Determining Coefficient of Kinetic Friction w/m, t, and v

[crushedcorn]

Homework Statement

A 2.0 kg block of wood slides over a horizontal surface and comes to rest in 2.5 s. If its initial velocity was 9.0 m/s, what is the coefficient of kinetic friction?

Homework Equations

rho=mv
change in rho=F*change in t
Force of friction = mu*Force normal
Force normal=mg

The Attempt at a Solution

rho=(2.0 kg)(9.0 m/s)=18 kg*m/s
18 kg*m/s=Force of friction(2.5 s)
Force of friction=7.2
mu*Force normal=7.2
mu(2.0 kg)(9.80 m/s squared)=7.2
mu=0.37

I don't know what the correct answer to this question is and I potentially may not know until the day of my exam.
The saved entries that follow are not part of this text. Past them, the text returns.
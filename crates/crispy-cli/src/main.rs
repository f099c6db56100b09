//! crispy CLI entry point.
//!
//! Splits the command line into crispy's own options and the script's
//! argv before clap ever sees it: everything from the first positional
//! argument onward belongs to the script, so `crispy script.c -f blah`
//! hands `-f blah` to the script while `crispy -n script.c` gives crispy
//! the `-n`.

use std::path::{Path, PathBuf};
use std::sync::Arc;

use anyhow::Context;
use clap::Parser;

use crispy_core::{
    config, CacheProvider, ConfigContext, FileCache, Flags, GccCompiler, PluginEngine, Script,
};

const LICENSE_TEXT: &str = "\
crispy - Crispy Really Is Super Powerful Yo

This program is free software: you can redistribute it and/or modify
it under the terms of the GNU Affero General Public License as
published by the Free Software Foundation, either version 3 of the
License, or (at your option) any later version.

This program is distributed in the hope that it will be useful,
but WITHOUT ANY WARRANTY; without even the implied warranty of
MERCHANTABILITY or FITNESS FOR A PARTICULAR PURPOSE.  See the
GNU Affero General Public License for more details.
";

#[derive(Parser)]
#[command(name = "crispy")]
#[command(about = "Compile and run C scripts with a content-addressed cache")]
#[command(after_help = "\
Arguments after the script path are passed to the script, not crispy.

Examples:
  crispy script.c
  crispy script.c arg1 arg2
  crispy script.c -f blah        (script sees -f blah)
  crispy -n script.c             (crispy gets -n, script sees no args)
  crispy -i 'printf(\"hello\\n\"); return 0;'
  echo 'return 7;' | crispy -
  crispy --gdb script.c
  chmod +x script.c && ./script.c  (with #!/usr/bin/crispy shebang)")]
struct Cli {
    /// Execute inline C code
    #[arg(short = 'i', long, value_name = "CODE")]
    inline: Option<String>,

    /// Additional headers for inline mode (semicolon-separated)
    #[arg(short = 'I', long, value_name = "HEADERS")]
    include: Option<String>,

    /// Preload a shared library
    #[arg(short = 'p', long, value_name = "LIBNAME")]
    preload: Option<String>,

    /// Force recompilation (skip cache)
    #[arg(short = 'n', long)]
    no_cache: bool,

    /// Keep modified temp source files
    #[arg(short = 'S', long)]
    source_preserve: bool,

    /// Launch script under gdb with debug symbols
    #[arg(long)]
    gdb: bool,

    /// Show compilation command without executing
    #[arg(long)]
    dry_run: bool,

    /// Purge the cache directory and exit
    #[arg(long)]
    clean_cache: bool,

    /// Use an explicit configuration file
    #[arg(short = 'c', long, value_name = "FILE")]
    config: Option<PathBuf>,

    /// Load plugins (':' or ',' separated paths)
    #[arg(short = 'P', long, value_name = "PATHS")]
    plugins: Option<String>,

    /// Skip configuration loading for this run
    #[arg(long)]
    no_config: bool,

    /// Show version information
    #[arg(short = 'v', long)]
    version: bool,

    /// Show license
    #[arg(long)]
    license: bool,

    /// Enable verbose logging
    #[arg(long)]
    verbose: bool,
}

/// Options that consume the next argv entry as their value; the splitter
/// must hop over those values when hunting for the first positional.
const VALUE_OPTIONS: [&str; 10] = [
    "-i", "--inline", "-I", "--include", "-p", "--preload", "-c", "--config", "-P", "--plugins",
];

/// Split argv into crispy's own half and the script's half.
///
/// The first non-option argument (or the literal `-` for stdin mode, or
/// whatever follows `--`) starts the script argv.
fn split_argv(args: &[String]) -> (Vec<String>, Vec<String>) {
    let mut split = args.len();
    let mut i = 1;

    while i < args.len() {
        let arg = args[i].as_str();

        // Literal "-" is stdin mode; it belongs to the script half.
        if arg == "-" {
            split = i;
            break;
        }

        // "--" ends option parsing; the next entry is the script.
        if arg == "--" {
            split = i + 1;
            break;
        }

        if !arg.starts_with('-') {
            split = i;
            break;
        }

        if VALUE_OPTIONS.contains(&arg) {
            i += 1;
        }
        i += 1;
    }

    (args[..split].to_vec(), args[split..].to_vec())
}

fn init_logging(verbose: bool) {
    let filter = if verbose {
        tracing_subscriber::EnvFilter::from_default_env()
            .add_directive(tracing::Level::DEBUG.into())
    } else {
        tracing_subscriber::EnvFilter::from_default_env().add_directive(tracing::Level::WARN.into())
    };

    tracing_subscriber::fmt()
        .with_env_filter(filter)
        .with_target(false)
        .with_writer(std::io::stderr)
        .init();
}

fn main() {
    let code = match run() {
        Ok(code) => code,
        Err(err) => {
            eprintln!("Error: {:#}", err);
            1
        }
    };
    std::process::exit(code);
}

fn run() -> anyhow::Result<i32> {
    let args: Vec<String> = std::env::args().collect();
    let (crispy_args, mut script_args) = split_argv(&args);
    let cli = Cli::parse_from(&crispy_args);

    init_logging(cli.verbose);

    if cli.version {
        println!("crispy {}", env!("CARGO_PKG_VERSION"));
        return Ok(0);
    }
    if cli.license {
        print!("{}", LICENSE_TEXT);
        return Ok(0);
    }

    let compiler = Arc::new(GccCompiler::new()?);
    let mut cache: Arc<dyn CacheProvider> = Arc::new(FileCache::new()?);

    if cli.clean_cache {
        cache.purge()?;
        return Ok(0);
    }

    let mut flags = Flags::NONE;
    if cli.no_cache {
        flags |= Flags::FORCE_COMPILE;
    }
    if cli.source_preserve {
        flags |= Flags::PRESERVE_SOURCE;
    }
    if cli.dry_run {
        flags |= Flags::DRY_RUN;
    }
    if cli.gdb {
        flags |= Flags::DEBUG_LAUNCH;
    }

    let is_stdin = script_args.first().map(String::as_str) == Some("-");
    let script_path: Option<PathBuf> = if cli.inline.is_some() || is_stdin {
        None
    } else {
        script_args.first().map(PathBuf::from)
    };

    // Load and apply configuration before anything else runs. The loaded
    // module stays open for the life of the process.
    let mut default_flags = None;
    let mut override_flags = None;
    let mut plugin_paths: Vec<String> = Vec::new();
    let mut plugin_data: Vec<(String, String)> = Vec::new();
    let mut _config_module = None;

    if !cli.no_config && !config::config_disabled() {
        if let Some(config_path) = config::find_config_file(cli.config.as_deref()) {
            tracing::debug!("loading config from {}", config_path.display());

            let mut ctx = ConfigContext::new(&crispy_args, &script_args, script_path.as_deref());
            let module =
                config::compile_and_load(&config_path, compiler.as_ref(), cache.as_ref(), &mut ctx)
                    .with_context(|| {
                        format!("failed to apply config '{}'", config_path.display())
                    })?;
            _config_module = Some(module);

            // Harvest the populated context.
            default_flags = ctx.extra_flags().map(str::to_string);
            override_flags = ctx.override_flags().map(str::to_string);
            plugin_paths = ctx.plugin_paths().to_vec();
            plugin_data = ctx
                .plugin_data()
                .iter()
                .map(|(k, v)| (k.clone(), v.clone()))
                .collect();

            let (config_bits, flags_set) = ctx.flags();
            if flags_set {
                // Config provides the base; CLI flags always win on top.
                flags = Flags::from_bits(config_bits) | flags;
            }

            if let Some(dir) = ctx.cache_dir() {
                cache = Arc::new(FileCache::with_dir(dir)?);
            }

            if let Some(replacement) = ctx.replacement_script_args() {
                tracing::debug!("config replaced the script argv");
                script_args = replacement;
            }
        }
    }

    // Plugin engine: config plugins load first, then CLI -P plugins.
    let mut engine = None;
    if !plugin_paths.is_empty() || cli.plugins.is_some() {
        let mut assembled = PluginEngine::new();
        for path in &plugin_paths {
            assembled.load(path)?;
        }
        if let Some(paths) = &cli.plugins {
            assembled.load_paths(paths)?;
        }
        for (key, value) in &plugin_data {
            assembled.set_data_string(key, value);
        }
        tracing::debug!("{} plugin(s) loaded", assembled.plugin_count());
        engine = Some(Arc::new(assembled));
    }

    let _preloaded = cli
        .preload
        .as_ref()
        .map(|name| crispy_core::dylib::open_lazy(Path::new(name)))
        .transpose()
        .with_context(|| format!("failed to preload '{}'", cli.preload.as_deref().unwrap_or("")))?;

    // Interrupt and termination unlink any in-flight temp source.
    ctrlc::set_handler(|| {
        if let Some(path) = crispy_core::active_temp_source() {
            let _ = std::fs::remove_file(path);
        }
        std::process::exit(130);
    })
    .context("failed to install signal handlers")?;

    // Select a construction mode and build the script.
    let mut script = if let Some(code) = &cli.inline {
        Script::from_inline(
            code,
            cli.include.as_deref(),
            compiler.clone(),
            cache.clone(),
            flags,
        )
    } else if is_stdin {
        // Drop the "-" marker; the rest is the script's argv.
        script_args.remove(0);
        Script::from_stdin(compiler.clone(), cache.clone(), flags)?
    } else {
        let Some(path) = script_args.first() else {
            anyhow::bail!("no script file specified (try 'crispy --help')");
        };
        Script::from_file(path, compiler.clone(), cache.clone(), flags)?
    };

    script.set_default_flags(default_flags);
    script.set_override_flags(override_flags);
    if let Some(engine) = engine {
        script.set_engine(engine);
    }

    let exit_code = script.execute(&script_args)?;

    if cli.source_preserve {
        if let Some(path) = script.temp_source_path() {
            eprintln!("Temp source preserved: {}", path.display());
        }
    }

    Ok(exit_code)
}
//! Plugin system: hook contract and engine.
//!
//! A plugin is a shared object exporting well-known C symbols. The engine
//! loads them, resolves their hook tables, and dispatches callbacks at
//! each pipeline phase in load order. See `include/crispy.h` for the
//! contract as plugin authors see it.

mod engine;
mod hooks;

pub use engine::{
    crispy_plugin_engine_get_data, crispy_plugin_engine_set_data, DataDestroyFn, PluginEngine,
    PluginMetadata,
};
pub use hooks::{
    HookContext, HookPoint, HookResult, PluginHookFn, PluginInfo, PluginInitFn, PluginShutdownFn,
    HOOK_POINT_COUNT,
};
Can anyone tell me if I'm doing this correctly or if I'm missing something? I really appreciated it!

 

[berkeman]

Homework Statement

A 2.0 kg block of wood slides over a horizontal surface and comes to rest in 2.5 s. If its initial velocity was 9.0 m/s, what is the coefficient of kinetic friction?

Homework Equations

rho=mv
change in rho=F*change in t
Force of friction = mu*Force normal
Force normal=mg

The Attempt at a Solution

rho=(2.0 kg)(9.0 m/s)=18 kg*m/s
18 kg*m/s=Force of friction(2.5 s)
Force of friction=7.2
mu*Force normal=7.2
mu(2.0 kg)(9.80 m/s squared)=7.2
mu=0.37

I don't know what the correct answer to this question is and I potentially may not know until the day of my exam. Can anyone tell me if I'm doing this correctly or if I'm missing something? I really appreciated it!

Looks good to me.

F = ma = μN = μmg

a = μg

μ = a/g = [(9m/s)/(2.5s)]/(9.8m/s^2) = 0.367

 

[crushedcorn]

Looks good to me.

F = ma = μN = μmg

a = μg

μ = a/g = [(9m/s)/(2.5s)]/(9.8m/s^2) = 0.367

Thanks!